There is only one very limited set of circumstances where it might be appropriate to sell premium against our puts. It’s very narrow.
So right now, we have the March 2026 $400 puts protecting our portfolios. We bought that put position last month during the first part of the rally up to $470. We did this — and aggressively so — because it was unclear at that point whether this was a bear market rally or the start of a full-blown v-recovery. To protect our portoflios against hte potential of a bear market, we purchased bear market worthy protection. We could afford it given the returns we had produced up to that point.

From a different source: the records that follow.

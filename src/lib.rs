//! Thermalright TRCC Devices Library
//!
//! Rust drivers for Thermalright cooler LCDs and ARGB LED controllers.
//!
//! # Features
//!
//! - SCSI (via `sg_raw`), USB bulk and HID Type 2 / Type 3 LCD panels
//! - 64-byte HID LED controllers and 10-channel KVM LED controllers
//! - Device registry with cached, lazily opened drivers
//! - `.tr` theme and `.zt` animation container codecs
//!
//! # Example
//!
//! ```no_run
//! use trcc_rust_devices::{DeviceDescriptor, DeviceDriver, DeviceRegistry};
//!
//! fn main() -> Result<(), Box<dyn std::error::Error>> {
//!     let registry = DeviceRegistry::system();
//!     let desc = DeviceDescriptor::from_known(0x0416, 0x5302, "").ok_or("unknown device")?;
//!
//!     let driver = registry.get_protocol(&desc)?;
//!     let mut driver = driver.lock().map_err(|_| "poisoned")?;
//!
//!     let info = driver.handshake()?;
//!     println!("{}", info);
//!
//!     if let Some((w, h)) = info.resolution() {
//!         let black = vec![0u8; (w * h * 2) as usize];
//!         driver.send_frame(&black, w, h)?;
//!     }
//!     Ok(())
//! }
//! ```

pub mod config;
pub mod device;
pub mod error;
pub mod protocol;
pub mod storage;
pub mod utils;

// Re-exports for convenience
pub use config::DriverConfig;
pub use device::{DeviceDescriptor, DeviceDriver, DeviceRegistry, ProtocolDriver};
pub use error::{Result, TrccError};
pub use protocol::{HandshakeResult, ProtocolKind};
pub use storage::{AnimationContainer, ThemeContainer};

Now my plan is to purchase new hedges near all-time highs — probably the June 2026 $500 puts — and then during the next correction, we plan to close out the March 2026 $400’s. Essentially we’re buying new protection and during the correction, we can try and salvage what we can from teh March 2026 puts which we no longer need.
An alternative to closing those out might be to simply sell the $350 puts against that position. So instead of closing out the March 2026 $400’s, we create the March 2026 $400-$350 put-spread. That might not be a bad idea. It gives us extra crash-proof protection. Especially if we can sell them at a reasonable price.
If the tariff issue comes back or if we get into another bear-market sized correction, those would serve us well.
So that’s the only circumstances where selling puts as premium against our hedge make sense. I’ve thought about this a lot and every other circumstance warrants either holding out puts or selling them outright.